Auckland’s housing crisis was a sin of omission. Post-quake Christchurch was a sin of commission. 

The government allowed Gerry Brownlee to play SimCity with CERA and the CCDU, ignoring the property rights of downtown owners, causing destructive regime uncertainty in which owners simply could not tell what they were allowed to do, and failing to deal with substantial emerging problems in EQC assessments that kept costs to government down but ignored the terms of homeowners’ insurance agreements. We are lucky that Christchurch, Waimakiriri and Selwyn were not forced into a supercity before the earthquakes.

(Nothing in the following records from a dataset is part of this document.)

//! Verdict aggregation over a domain's per-address lookup outcomes.

use crate::types::{DomainResult, DomainSpec, IpCheckResult, MatchMode, Verdict};

/// Whether a returned operator label matches any expected prefix.
///
/// Exact byte-prefix comparison, case-sensitive, no normalization:
/// `AMAZON` matches `AMAZON-02` but `AMAZON-` does not match `AMAZONX`.
#[must_use]
pub fn label_matches(label: &str, prefixes: &[String]) -> bool {
    prefixes.iter().any(|prefix| label.starts_with(prefix.as_str()))
}

/// Reduce a domain's per-address outcomes into one pollution verdict.
///
/// A failed lookup never matches. Lenient mode clears the domain on any
/// single match; strict mode requires every address to match. Pure:
/// the verdict depends only on the inputs and the mode.
#[must_use]
pub fn aggregate(spec: DomainSpec, ip_results: Vec<IpCheckResult>, mode: MatchMode) -> DomainResult {
    let matched = ip_results
        .iter()
        .filter(|res| res.label().is_some_and(|label| label_matches(label, &spec.expected)))
        .count();

    let verdict = match mode {
        MatchMode::Strict if matched == ip_results.len() => Verdict::StrictClean,
        MatchMode::Strict => Verdict::StrictPolluted,
        MatchMode::Lenient if matched > 0 => Verdict::LenientClean,
        MatchMode::Lenient => Verdict::LenientPolluted,
    };

    DomainResult {
        domain: spec.name,
        expected: spec.expected,
        ip_results,
        polluted: verdict.is_polluted(),
        verdict,
    }
}

#[cfg(test)]
mod tests {
    use super::*;
    use crate::error::CheckError;
    use std::net::Ipv4Addr;

    fn spec(prefixes: &[&str]) -> DomainSpec {
        DomainSpec::new(
            "example.com",
            prefixes.iter().map(|p| (*p).to_string()).collect(),
        )
    }

    fn ip(octet: u8) -> Ipv4Addr {
        Ipv4Addr::new(203, 0, 113, octet)
    }

    fn failure(octet: u8) -> IpCheckResult {
        IpCheckResult::failed(
            ip(octet),
            CheckError::Exhausted {
                last: Box::new(CheckError::Timeout(10)),
            },
        )
    }

    #[test]
    fn prefix_matching_is_byte_exact() {
        assert!(label_matches("AMAZON-02", &["AMAZON".to_string()]));
        assert!(!label_matches("AMAZONX", &["AMAZON-".to_string()]));
        assert!(!label_matches("amazon-02", &["AMAZON".to_string()]));
        assert!(label_matches(
            "CLOUDFLARENET",
            &["AMAZON".to_string(), "CLOUDFLARE".to_string()]
        ));
    }

    #[test]
    fn lenient_any_match_clears_the_domain() {
        let results = vec![
            IpCheckResult::labeled(ip(1), "AMAZON-02"),
            IpCheckResult::labeled(ip(2), "CHINANET"),
        ];
        let res = aggregate(spec(&["AMAZON"]), results, MatchMode::Lenient);
        assert!(!res.polluted);
        assert_eq!(res.verdict, Verdict::LenientClean);
    }

    #[test]
    fn lenient_no_match_is_polluted() {
        let results = vec![
            IpCheckResult::labeled(ip(1), "CHINANET"),
            IpCheckResult::labeled(ip(2), "CHINA-MOBILE"),
        ];
        let res = aggregate(spec(&["AMAZON"]), results, MatchMode::Lenient);
        assert!(res.polluted);
        assert_eq!(res.verdict, Verdict::LenientPolluted);
    }

    #[test]
    fn lenient_all_failures_is_polluted() {
        let results = vec![failure(1), failure(2)];
        let res = aggregate(spec(&["AMAZON"]), results, MatchMode::Lenient);
        assert!(res.polluted);
        assert_eq!(res.verdict, Verdict::LenientPolluted);
    }

    #[test]
    fn strict_single_mismatch_pollutes() {
        let results = vec![
            IpCheckResult::labeled(ip(1), "AMAZON-02"),
            IpCheckResult::labeled(ip(2), "CHINANET"),
        ];
        let res = aggregate(spec(&["AMAZON"]), results, MatchMode::Strict);
        assert!(res.polluted);
        assert_eq!(res.verdict, Verdict::StrictPolluted);
    }

    #[test]
    fn strict_all_match_is_clean() {
        let results = vec![
            IpCheckResult::labeled(ip(1), "AMAZON-02"),
            IpCheckResult::labeled(ip(2), "AMAZON-AES"),
        ];
        let res = aggregate(spec(&["AMAZON"]), results, MatchMode::Strict);
        assert!(!res.polluted);
        assert_eq!(res.verdict, Verdict::StrictClean);
    }

    #[test]
    fn strict_failure_counts_as_mismatch() {
        let results = vec![IpCheckResult::labeled(ip(1), "AMAZON-02"), failure(2)];
        let res = aggregate(spec(&["AMAZON"]), results, MatchMode::Strict);
        assert!(res.polluted);
    }

    #[test]
    fn results_keep_resolution_order() {
        let results = vec![
            IpCheckResult::labeled(ip(3), "AMAZON-02"),
            IpCheckResult::labeled(ip(1), "CHINANET"),
        ];
        let res = aggregate(spec(&["AMAZON"]), results, MatchMode::Lenient);
        assert_eq!(res.ip_results[0].ip, ip(3));
        assert_eq!(res.ip_results[1].ip, ip(1));
    }

    #[test]
    fn unresolved_domain_is_polluted() {
        let res = DomainResult::unresolved(spec(&["AMAZON"]), Verdict::ResolutionFailed);
        assert!(res.polluted);
        assert!(res.ip_results.is_empty());
        assert_eq!(res.verdict, Verdict::ResolutionFailed);
    }
}
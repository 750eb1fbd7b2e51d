//! CLI argument parsing and run wiring.

pub mod args;

use anyhow::{bail, Context, Result};
use args::Cli;
use clap::Parser;
use colored::Colorize;
use dnspect::{
    summarize, Checker, CheckerConfig, MatchMode, OwnershipClient, PollutionLevel, RetryConfig,
};
use std::time::Duration;
use tracing::info;

use crate::config;
use crate::report;

/// Run the CLI application.
pub async fn run() -> Result<()> {
    let cli = Cli::parse();
    init_tracing(cli.verbose);

    let specs = config::load_domains(&cli.config)?;
    let endpoints = validate_endpoints(&cli.endpoints)?;
    info!(domains = specs.len(), endpoints = endpoints.len(), "starting check");

    let client = OwnershipClient::builder(endpoints)
        .timeout(Duration::from_secs(cli.timeout))
        .retry(RetryConfig::new().max_retries(cli.max_retries))
        .requests_per_second(cli.rps)
        .build();

    let mode = if cli.strict {
        MatchMode::Strict
    } else {
        MatchMode::Lenient
    };
    let checker = Checker::new(
        client,
        CheckerConfig {
            concurrency: cli.concurrency,
            mode,
            resolve_timeout: Duration::from_secs(cli.timeout),
        },
    );

    let results = checker.run(specs).await;
    let summary = summarize(&results);

    let rendered = report::render(&summary, &results);
    print!("{rendered}");

    let severity = match summary.level {
        PollutionLevel::Normal => "normal".green().bold(),
        PollutionLevel::Mild => "mild".yellow().bold(),
        PollutionLevel::Moderate => "moderate".yellow().bold(),
        PollutionLevel::Severe => "severe".red().bold(),
    };
    println!("{} {}", "Overall severity:".bold(), severity);

    let path = cli.output.unwrap_or_else(report::default_path);
    report::write(&rendered, &path)
        .with_context(|| format!("failed to write report to {}", path.display()))?;
    println!("Report saved to {}", path.display());

    Ok(())
}

/// Trim and validate the endpoint priority list before any work starts.
fn validate_endpoints(raw: &[String]) -> Result<Vec<String>> {
    let mut endpoints = Vec::with_capacity(raw.len());
    for entry in raw {
        let entry = entry.trim();
        if entry.is_empty() {
            continue;
        }
        let parsed = url::Url::parse(entry)
            .with_context(|| format!("invalid API endpoint: {entry}"))?;
        if !matches!(parsed.scheme(), "http" | "https") {
            bail!("API endpoint must be http(s): {entry}");
        }
        endpoints.push(entry.to_string());
    }
    if endpoints.is_empty() {
        bail!("no usable API endpoint configured");
    }
    Ok(endpoints)
}

fn init_tracing(verbose: bool) {
    let default_filter = if verbose {
        "dnspect=debug,dnspect_core=debug,dnspect_client=debug,dnspect_checker=debug,dnspect_cli=debug"
    } else {
        "warn"
    };
    let filter = tracing_subscriber::EnvFilter::try_from_default_env()
        .unwrap_or_else(|_| tracing_subscriber::EnvFilter::new(default_filter));

    tracing_subscriber::fmt()
        .with_env_filter(filter)
        .with_target(false)
        .init();
}

#[cfg(test)]
mod tests {
    use super::*;

    #[test]
    fn endpoints_are_trimmed_and_kept_in_order() {
        let raw = vec![
            " https://one.example/ip?q= ".to_string(),
            "https://two.example/ip?q=".to_string(),
        ];
        let endpoints = validate_endpoints(&raw).unwrap();
        assert_eq!(endpoints[0], "https://one.example/ip?q=");
        assert_eq!(endpoints[1], "https://two.example/ip?q=");
    }

    #[test]
    fn non_http_endpoints_are_rejected() {
        let raw = vec!["ftp://files.example/".to_string()];
        assert!(validate_endpoints(&raw).is_err());

        let raw = vec!["not a url".to_string()];
        assert!(validate_endpoints(&raw).is_err());
    }

    #[test]
    fn an_all_blank_list_is_rejected() {
        let raw = vec!["  ".to_string()];
        assert!(validate_endpoints(&raw).is_err());
    }
}
use thiserror::Error;

/// Result type alias for check operations
pub type Result<T> = std::result::Result<T, CheckError>;

/// Errors that can occur while checking a domain
#[derive(Error, Debug)]
pub enum CheckError {
    /// Name resolution failed or did not complete within the timeout
    #[error("DNS resolution failed for {domain}: {reason}")]
    Resolution {
        /// Domain that could not be resolved
        domain: String,
        /// Underlying resolver error or timeout description
        reason: String,
    },

    /// Name resolution succeeded but returned no IPv4 addresses
    #[error("no IPv4 addresses found for {domain}")]
    NoIpv4 {
        /// Domain that resolved without any IPv4 answer
        domain: String,
    },

    /// Network-level failure during an ownership request
    #[error("HTTP request failed: {0}")]
    Transport(String),

    /// Ownership request timed out
    #[error("request timed out after {0} seconds")]
    Timeout(u64),

    /// Ownership endpoint returned a non-2xx status
    #[error("endpoint returned status {code}: {message}")]
    Status {
        /// HTTP status code
        code: u16,
        /// Response body, as far as it could be read
        message: String,
    },

    /// Response body could not be decoded as a JSON object
    #[error("JSON error: {0}")]
    Json(#[from] serde_json::Error),

    /// Decoded response carried no usable operator label field
    #[error("no operator label field in response: {document}")]
    MissingLabel {
        /// The decoded document, rendered for diagnosis
        document: String,
    },

    /// Every configured endpoint failed after its retry budget
    #[error("all endpoints exhausted")]
    Exhausted {
        /// Most recent underlying failure
        #[source]
        last: Box<CheckError>,
    },

    /// Configuration error
    #[error("configuration error: {0}")]
    Config(String),
}

impl CheckError {
    /// Returns true if the error is worth retrying against the same endpoint.
    ///
    /// Transport failures and timeouts are transient. Server-side (5xx)
    /// statuses are retried; client-side (4xx) statuses are not, since the
    /// request will not get better on its own.
    #[must_use]
    pub const fn is_retryable(&self) -> bool {
        match self {
            Self::Transport(_) | Self::Timeout(_) => true,
            Self::Status { code, .. } => *code >= 500,
            _ => false,
        }
    }

    /// Returns the HTTP status code if the endpoint answered at all
    #[must_use]
    pub const fn status_code(&self) -> Option<u16> {
        match self {
            Self::Status { code, .. } => Some(*code),
            _ => None,
        }
    }
}

#[cfg(test)]
mod tests {
    use super::*;

    #[test]
    fn transport_and_timeout_are_retryable() {
        assert!(CheckError::Transport("connection reset".into()).is_retryable());
        assert!(CheckError::Timeout(10).is_retryable());
    }

    #[test]
    fn server_errors_are_retryable_client_errors_are_not() {
        let server = CheckError::Status {
            code: 503,
            message: String::new(),
        };
        let client = CheckError::Status {
            code: 404,
            message: String::new(),
        };
        assert!(server.is_retryable());
        assert!(!client.is_retryable());
    }

    #[test]
    fn protocol_failures_are_not_retryable() {
        let missing = CheckError::MissingLabel {
            document: "{}".into(),
        };
        assert!(!missing.is_retryable());

        let exhausted = CheckError::Exhausted {
            last: Box::new(CheckError::Timeout(5)),
        };
        assert!(!exhausted.is_retryable());
    }

    #[test]
    fn status_code_accessor() {
        let err = CheckError::Status {
            code: 429,
            message: "slow down".into(),
        };
        assert_eq!(err.status_code(), Some(429));
        assert_eq!(CheckError::Timeout(1).status_code(), None);
    }
}
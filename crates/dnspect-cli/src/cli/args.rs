//! Command-line argument definitions using clap.

use clap::Parser;
use std::path::PathBuf;

/// Default ownership lookup endpoint; the IP literal is appended
pub const DEFAULT_ENDPOINT: &str = "https://uapis.cn/api/v1/network/ipinfo?ip=";

/// Detect DNS response tampering by verifying who operates the addresses
/// your DNS path answers with.
///
/// Each configured domain is resolved through the system resolver, every
/// answered IPv4 address is looked up against an ownership API, and the
/// returned operator label is compared with the domain's expected
/// operator prefixes. Mismatches mean the answer was substituted.
#[derive(Parser, Debug)]
#[command(name = "dnspect")]
#[command(author, version, about, long_about = None)]
pub struct Cli {
    /// Ownership API endpoints, highest priority first (comma-separated;
    /// the IP literal is appended to each)
    #[arg(
        long = "api",
        value_name = "URL",
        value_delimiter = ',',
        default_value = DEFAULT_ENDPOINT
    )]
    pub endpoints: Vec<String>,

    /// How many domains to check concurrently
    #[arg(short = 'c', long, default_value_t = 2)]
    pub concurrency: usize,

    /// Strict mode: every resolved address must match an expected operator
    #[arg(long)]
    pub strict: bool,

    /// Domain list file (YAML)
    #[arg(short = 'f', long = "config", value_name = "FILE", default_value = "sites.yaml")]
    pub config: PathBuf,

    /// Per-request and per-resolution timeout, in seconds
    #[arg(long, value_name = "SECS", default_value_t = 10)]
    pub timeout: u64,

    /// Report output path (defaults to a timestamped file in the working
    /// directory)
    #[arg(short = 'o', long, value_name = "FILE")]
    pub output: Option<PathBuf>,

    /// Maximum ownership requests per second across the whole run
    /// (0 disables rate limiting)
    #[arg(long, default_value_t = 2)]
    pub rps: u32,

    /// Maximum retries per endpoint on transient failures
    #[arg(long = "retry", value_name = "N", default_value_t = 2)]
    pub max_retries: u32,

    /// Increase log verbosity
    #[arg(short, long)]
    pub verbose: bool,
}

#[cfg(test)]
mod tests {
    use super::*;

    #[test]
    fn defaults_match_the_documented_contract() {
        let cli = Cli::parse_from(["dnspect"]);
        assert_eq!(cli.endpoints, vec![DEFAULT_ENDPOINT.to_string()]);
        assert_eq!(cli.concurrency, 2);
        assert!(!cli.strict);
        assert_eq!(cli.config, PathBuf::from("sites.yaml"));
        assert_eq!(cli.timeout, 10);
        assert_eq!(cli.rps, 2);
        assert_eq!(cli.max_retries, 2);
    }

    #[test]
    fn api_flag_splits_on_commas_in_priority_order() {
        let cli = Cli::parse_from([
            "dnspect",
            "--api",
            "https://one.example/ip?q=,https://two.example/ip?q=",
        ]);
        assert_eq!(cli.endpoints.len(), 2);
        assert_eq!(cli.endpoints[0], "https://one.example/ip?q=");
        assert_eq!(cli.endpoints[1], "https://two.example/ip?q=");
    }
}
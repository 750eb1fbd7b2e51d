//! Plain-text report rendering and persistence.

use chrono::Local;
use dnspect_core::{label_matches, DomainResult, RunSummary};
use std::fmt::Write as _;
use std::path::{Path, PathBuf};

/// Render the run summary and per-domain detail as plain text.
///
/// The layout is stable: the header block carries the totals, then one
/// block per domain in arrival order with every address's operator label
/// or failure.
#[must_use]
pub fn render(summary: &RunSummary, results: &[DomainResult]) -> String {
    let mut out = String::new();

    let _ = writeln!(out, "DNS pollution report");
    let _ = writeln!(out, "generated: {}", Local::now().format("%Y-%m-%d %H:%M:%S"));
    let _ = writeln!(out, "=================");
    let _ = writeln!(out, "domains checked: {}", summary.total);
    let _ = writeln!(out, "polluted domains: {}", summary.polluted);
    let _ = writeln!(out, "pollution rate: {:.2}%", summary.rate);
    let _ = writeln!(out, "severity: {}", summary.level);
    let _ = writeln!(out, "=================");
    let _ = writeln!(out);
    let _ = writeln!(out, "details:");

    for result in results {
        let _ = writeln!(out, "domain: {}", result.domain);
        let polluted = if result.polluted { "yes" } else { "no" };
        let _ = writeln!(out, "  verdict: {} (polluted: {polluted})", result.verdict);

        for ip_result in &result.ip_results {
            match &ip_result.outcome {
                Ok(label) => {
                    let status = if label_matches(label, &result.expected) {
                        "ok"
                    } else {
                        "possibly polluted"
                    };
                    let _ = writeln!(
                        out,
                        "  {}: operator={} (expected: {}) - {}",
                        ip_result.ip,
                        label,
                        result.expected.join(", "),
                        status
                    );
                }
                Err(err) => {
                    let _ = writeln!(out, "  {}: error - {}", ip_result.ip, err);
                }
            }
        }
        let _ = writeln!(out);
    }

    out
}

/// Auto-generated report path: `dnspect_report_<YYYYmmdd_HHMMSS>.txt`
#[must_use]
pub fn default_path() -> PathBuf {
    PathBuf::from(format!(
        "dnspect_report_{}.txt",
        Local::now().format("%Y%m%d_%H%M%S")
    ))
}

/// Persist the rendered report.
pub fn write(report: &str, path: &Path) -> std::io::Result<()> {
    std::fs::write(path, report)
}
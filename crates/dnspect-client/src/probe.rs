//! Operator label extraction from a schema-tolerant API document.

use dnspect_core::{CheckError, Result};
use serde_json::{Map, Value};

/// Candidate keys for the ownership field, probed in order. Different
/// lookup services name the field differently; the canonical key first,
/// then the known fallbacks.
const LABEL_KEYS: [&str; 5] = ["llc", "isp", "carrier", "org", "asn_description"];

/// Extract the operator label from a decoded response document.
///
/// Returns the first candidate key whose value is a non-empty string.
/// When none matches, the whole document is carried in the error so a
/// changed upstream schema shows up in the report instead of vanishing.
pub fn extract_label(doc: &Map<String, Value>) -> Result<String> {
    for key in LABEL_KEYS {
        if let Some(Value::String(s)) = doc.get(key) {
            if !s.is_empty() {
                return Ok(s.clone());
            }
        }
    }

    Err(CheckError::MissingLabel {
        document: Value::Object(doc.clone()).to_string(),
    })
}
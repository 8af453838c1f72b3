//! Knowledge base store
//!
//! Loads the static document set once at startup.
//! Read-only after load; shared freely across concurrent searches.

use crate::error::SupportError;
use crate::models::{Document, DocumentMetadata};
use crate::Result;
use serde::Deserialize;
use sha2::{Digest, Sha256};
use std::collections::BTreeSet;
use std::io::Write;
use tracing::info;

/// Raw knowledge base entry as shipped in the JSON file. `content` may be a
/// plain string or a structured object; objects are flattened to searchable
/// text at load time.
#[derive(Debug, Deserialize)]
pub struct KnowledgeEntry {
    pub id: String,
    pub title: String,
    pub tags: Vec<String>,
    pub product_area: String,
    #[serde(rename = "type")]
    pub doc_type: String,
    pub requires_auth: bool,
    pub pii: bool,
    pub last_reviewed: String,
    pub content: serde_json::Value,
}

/// In-memory document store. Documents keep their load order, which is the
/// tie-break order for equal search scores.
pub struct KnowledgeStore {
    documents: Vec<Document>,
    corpus_hash: String,
}

impl KnowledgeStore {
    /// Parse and load a JSON array of knowledge entries.
    pub fn from_json(raw: &str) -> Result<Self> {
        let entries: Vec<KnowledgeEntry> = serde_json::from_str(raw)?;
        Ok(Self::from_entries(entries))
    }

    pub fn from_entries(entries: Vec<KnowledgeEntry>) -> Self {
        let documents: Vec<Document> = entries
            .into_iter()
            .map(|entry| {
                let content = flatten_content(&entry.content);
                Document {
                    id: entry.id,
                    title: entry.title,
                    content,
                    metadata: DocumentMetadata {
                        tags: entry.tags,
                        product_area: entry.product_area,
                        doc_type: entry.doc_type,
                        requires_auth: entry.requires_auth,
                        pii: entry.pii,
                        last_reviewed: entry.last_reviewed,
                    },
                    embedding: None,
                    score: None,
                }
            })
            .collect();

        let corpus_hash = compute_corpus_hash(&documents);

        info!(
            document_count = documents.len(),
            corpus_hash = %corpus_hash,
            "Knowledge base loaded"
        );

        Self {
            documents,
            corpus_hash,
        }
    }

    pub fn documents(&self) -> &[Document] {
        &self.documents
    }

    pub fn len(&self) -> usize {
        self.documents.len()
    }

    pub fn is_empty(&self) -> bool {
        self.documents.is_empty()
    }

    pub fn get(&self, id: &str) -> Option<&Document> {
        self.documents.iter().find(|doc| doc.id == id)
    }

    pub fn by_product_area(&self, product_area: &str) -> Vec<&Document> {
        self.documents
            .iter()
            .filter(|doc| doc.metadata.product_area == product_area)
            .collect()
    }

    pub fn by_tags(&self, tags: &[&str]) -> Vec<&Document> {
        self.documents
            .iter()
            .filter(|doc| {
                tags.iter()
                    .any(|tag| doc.metadata.tags.iter().any(|t| t == tag))
            })
            .collect()
    }

    /// Documents that need no customer authentication.
    pub fn public_documents(&self) -> Vec<&Document> {
        self.documents
            .iter()
            .filter(|doc| !doc.metadata.requires_auth)
            .collect()
    }

    pub fn non_pii_documents(&self) -> Vec<&Document> {
        self.documents
            .iter()
            .filter(|doc| !doc.metadata.pii)
            .collect()
    }

    pub fn corpus_hash(&self) -> &str {
        &self.corpus_hash
    }

    /// Load the bundled knowledge base shipped with the crate.
    pub fn load_bundled() -> Result<Self> {
        Self::from_json(include_str!("../../data/knowledge-base.json")).map_err(|e| {
            SupportError::KnowledgeLoadError(format!("bundled knowledge base is invalid: {}", e))
        })
    }

    pub fn stats(&self) -> serde_json::Value {
        let product_areas: BTreeSet<&str> = self
            .documents
            .iter()
            .map(|doc| doc.metadata.product_area.as_str())
            .collect();
        let doc_types: BTreeSet<&str> = self
            .documents
            .iter()
            .map(|doc| doc.metadata.doc_type.as_str())
            .collect();
        let tags: BTreeSet<&str> = self
            .documents
            .iter()
            .flat_map(|doc| doc.metadata.tags.iter().map(String::as_str))
            .collect();

        serde_json::json!({
            "total_documents": self.documents.len(),
            "product_areas": product_areas,
            "document_types": doc_types,
            "total_tags": tags.len(),
            "public_documents": self.public_documents().len(),
            "non_pii_documents": self.non_pii_documents().len(),
            "corpus_hash": self.corpus_hash,
        })
    }
}

/// Flatten heterogeneous content (string or object) into searchable text.
fn flatten_content(content: &serde_json::Value) -> String {
    match content {
        serde_json::Value::String(s) => s.clone(),
        other => serde_json::to_string_pretty(other).unwrap_or_else(|_| other.to_string()),
    }
}

/// Compute SHA256 hash over the ordered document set.
/// Uses streaming serialization into the hasher (no intermediate String).
fn compute_corpus_hash(documents: &[Document]) -> String {
    let mut hasher = Sha256::new();

    for doc in documents {
        if serde_json::to_writer(&mut HashWriter(&mut hasher), doc).is_err() {
            return String::new();
        }
    }

    hex::encode(hasher.finalize())
}

/// Adapter to allow writing into Sha256 via std::io::Write
struct HashWriter<'a, H: Digest>(&'a mut H);

impl<'a, H: Digest> Write for HashWriter<'a, H> {
    fn write(&mut self, buf: &[u8]) -> std::io::Result<usize> {
        self.0.update(buf);
        Ok(buf.len())
    }

    fn flush(&mut self) -> std::io::Result<()> {
        Ok(())
    }
}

Think back to National’s campaign of 2008. They railed against Clark’s nanny-state. But can we see the massive increase in health and safety compliance costs as anything but a continuation of that regime? And what of the anti-money laundering regulations that had no reasonable cost-benefit assessment? Because of those rules, I could not even bet on iPredict that English would succeed Key.

Meanwhile, productivity continues to stagnate and superannuation’s long-term costs loom. 

Failing to follow the rest of the world’s descent into madness is good. The bar should be set higher for a country that has bigger aspirations than that.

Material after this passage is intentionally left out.